Items listed in a dataset
+-------+

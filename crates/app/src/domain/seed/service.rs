//! Seed service.

use async_trait::async_trait;
use mockall::automock;
use tracing::info;

use crate::{
    database::Db,
    domain::{
        banners::repository::PgBannersRepository,
        categories::repository::PgCategoriesRepository,
        products::repository::PgProductsRepository,
        seed::{
            data::{SeedSummary, banners, categories, products},
            errors::SeedServiceError,
        },
    },
};

#[derive(Debug, Clone)]
pub struct PgSeedService {
    db: Db,
    categories: PgCategoriesRepository,
    products: PgProductsRepository,
    banners: PgBannersRepository,
}

impl PgSeedService {
    #[must_use]
    pub fn new(db: Db) -> Self {
        Self {
            db,
            categories: PgCategoriesRepository::new(),
            products: PgProductsRepository::new(),
            banners: PgBannersRepository::new(),
        }
    }
}

#[async_trait]
impl SeedService for PgSeedService {
    #[tracing::instrument(name = "seed.service.seed", skip(self), err)]
    async fn seed(&self) -> Result<SeedSummary, SeedServiceError> {
        let mut tx = self.db.begin().await?;
        let mut summary = SeedSummary::default();

        if self.categories.count_categories(&mut tx).await? == 0 {
            for category in categories() {
                self.categories.create_category(&mut tx, &category).await?;
                summary.categories += 1;
            }
        }

        if self.products.count_products(&mut tx).await? == 0 {
            for product in products() {
                self.products.create_product(&mut tx, &product).await?;
                summary.products += 1;
            }
        }

        if self.banners.count_banners(&mut tx).await? == 0 {
            for banner in banners() {
                self.banners.create_banner(&mut tx, &banner).await?;
                summary.banners += 1;
            }
        }

        tx.commit().await?;

        info!(
            categories = summary.categories,
            products = summary.products,
            banners = summary.banners,
            "seeded catalog"
        );

        Ok(summary)
    }
}

#[automock]
#[async_trait]
pub trait SeedService: Send + Sync {
    /// Insert the demo catalog into every empty collection.
    async fn seed(&self) -> Result<SeedSummary, SeedServiceError>;
}

#[cfg(test)]
mod tests {
    use testresult::TestResult;

    use crate::{
        domain::{
            banners::BannersService,
            categories::CategoriesService,
            products::{
                ProductsService,
                data::{ProductFilter, ProductKey},
            },
        },
        test::{TestContext, helpers::create_product},
    };

    use super::*;

    #[tokio::test]
    async fn seed_populates_empty_store() -> TestResult {
        let ctx = TestContext::new().await;

        let summary = ctx.seed.seed().await?;

        assert_eq!(
            summary,
            SeedSummary {
                categories: 3,
                products: 12,
                banners: 2,
            }
        );

        let categories = ctx.categories.list_categories().await?;
        let names: Vec<&str> = categories.iter().map(|category| category.name.as_str()).collect();

        assert_eq!(names, vec!["Electronics", "Fashion", "Home"]);

        let featured = ctx
            .products
            .list_products(ProductFilter {
                featured: Some(true),
                ..ProductFilter::default()
            })
            .await?;

        assert_eq!(featured.len(), 8);

        let gadget = ctx
            .products
            .get_product(ProductKey::Slug("premium-gadget-3".to_string()))
            .await?;

        assert_eq!(gadget.title, "Premium Gadget 3");
        assert_eq!(gadget.price, 529_900);
        assert_eq!(gadget.sale_price, Some(473_900));
        assert_eq!(gadget.specs.get("Material").map(String::as_str), Some("Aluminum"));

        assert_eq!(ctx.banners.list_active_banners().await?.len(), 2);

        Ok(())
    }

    #[tokio::test]
    async fn seed_twice_inserts_nothing() -> TestResult {
        let ctx = TestContext::new().await;

        ctx.seed.seed().await?;

        let second = ctx.seed.seed().await?;

        assert!(second.is_empty(), "expected empty summary, got {second:?}");

        Ok(())
    }

    #[tokio::test]
    async fn seed_skips_collections_with_data() -> TestResult {
        let ctx = TestContext::new().await;

        create_product(&ctx, "existing", 1_000, None).await?;

        let summary = ctx.seed.seed().await?;

        assert_eq!(summary.products, 0);
        assert_eq!(summary.categories, 3);
        assert_eq!(summary.banners, 2);

        Ok(())
    }
}
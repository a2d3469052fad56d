//! Accounts
//!
//! Email/password and phone passcode sign-in. Every successful sign-in returns a
//! [`SessionResponse`](responses::SessionResponse).

mod errors;
pub(crate) mod handlers;
mod responses;
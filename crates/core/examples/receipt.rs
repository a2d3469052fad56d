//! Checkout Receipt Example
//!
//! Prices a small basket with a percentage coupon and prints the receipt.

use std::collections::HashMap;

use flames::prelude::*;
use rust_decimal::Decimal;
use rusty_money::Money;
use testresult::TestResult;

/// Checkout Receipt Example
#[expect(clippy::print_stdout, reason = "Example program output to user")]
pub fn main() -> TestResult {
    let catalog: HashMap<&'static str, ProductSnapshot<'static, &'static str>> = [
        ("earbuds", "Wireless Earbuds", 499_900, Some(449_900)),
        ("speaker", "Smart Speaker", 799_900, None),
    ]
    .into_iter()
    .map(|(reference, title, price, sale)| {
        (
            reference,
            ProductSnapshot {
                reference,
                title: title.to_string(),
                price: Money::from_minor(price, STORE_CURRENCY),
                sale_price: sale.map(|sale| Money::from_minor(sale, STORE_CURRENCY)),
                image: None,
            },
        )
    })
    .collect();

    let festive = Coupon {
        code: "FESTIVE15".to_string(),
        kind: CouponKind::Percent(Decimal::from(15)),
        min_order: Money::from_minor(500_000, STORE_CURRENCY),
        active: true,
    };

    let items = [
        LineItemRequest::try_new("earbuds", 2).ok_or("zero quantity")?,
        LineItemRequest::try_new("speaker", 1).ok_or("zero quantity")?,
    ];

    let (total, priced) = compute_order(
        &items,
        Some("festive15"),
        &|reference: &&'static str| catalog.get(reference).cloned(),
        &|code: &str| (code == festive.code).then(|| festive.clone()),
        STORE_CURRENCY,
    )?;

    for item in &priced {
        println!(
            "{:<20} {:>3} x {:>12} = {:>12}",
            item.title,
            item.quantity,
            item.unit_price,
            item.line_total()?
        );
    }

    println!("{:<20} {:>33}", "Subtotal", total.subtotal());
    println!(
        "{:<20} {:>33}",
        format!("Coupon {}", total.coupon().unwrap_or("-")),
        total.savings()?
    );
    println!("{:<20} {:>33}", "Total", total.amount());

    Ok(())
}
//! Order Index Handler

use salvo::{
    oapi::{ToSchema, extract::QueryParam},
    prelude::*,
};
use serde::{Deserialize, Serialize};
use uuid::Uuid;

use crate::{
    extensions::*,
    orders::{errors::into_status_error, responses::OrderResponse},
};

#[derive(Debug, Serialize, Deserialize, ToSchema)]
pub(crate) struct OrdersResponse {
    /// Orders, newest first
    pub orders: Vec<OrderResponse>,
}

/// Order Index Handler
///
/// Lists every order, or only one user's when `user_id` is given.
#[endpoint(
    tags("orders"),
    summary = "List Orders",
    responses(
        (status_code = StatusCode::OK, description = "Orders"),
        (status_code = StatusCode::BAD_REQUEST, description = "Bad Request"),
    ),
)]
pub(crate) async fn handler(
    user_id: QueryParam<Uuid, false>,
    depot: &mut Depot,
) -> Result<Json<OrdersResponse>, StatusError> {
    let app = depot.app()?;

    let orders = app
        .orders
        .list_orders(user_id.into_inner().map(Into::into))
        .await
        .map_err(into_status_error)?;

    Ok(Json(OrdersResponse {
        orders: orders.into_iter().map(Into::into).collect(),
    }))
}
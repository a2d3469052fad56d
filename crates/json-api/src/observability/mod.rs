//! Logging, tracing export and Prometheus metrics for the storefront API.
//!
//! [`Observability::init`] installs the subscriber once at startup. Every request then passes
//! through [`request_logging`], which assigns a request id, opens a span and records the HTTP
//! metrics served by [`metrics_handler`].

use thiserror::Error;

mod init;
mod logging;
mod metrics;
mod otel;
mod request;
mod settings;

pub(crate) use init::Observability;
pub(crate) use metrics::{CheckoutOutcome, metrics_handler, record_checkout};
pub(crate) use request::request_logging;

#[derive(Debug, Error)]
pub(crate) enum ObservabilityError {
    #[error("failed to build OTLP span exporter: {0}")]
    OtlpExporter(#[from] opentelemetry_otlp::ExporterBuildError),

    #[error("tracing subscriber already installed or invalid: {0}")]
    TracingSubscriber(#[from] tracing_subscriber::util::TryInitError),
}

+-------+

From the entries above, copy every line where the word "speaker" shows up.

- _Expected answer_:
        ("speaker", "Smart Speaker", 799_900, None),
        LineItemRequest::try_new("speaker", 1).ok_or("zero quantity")?,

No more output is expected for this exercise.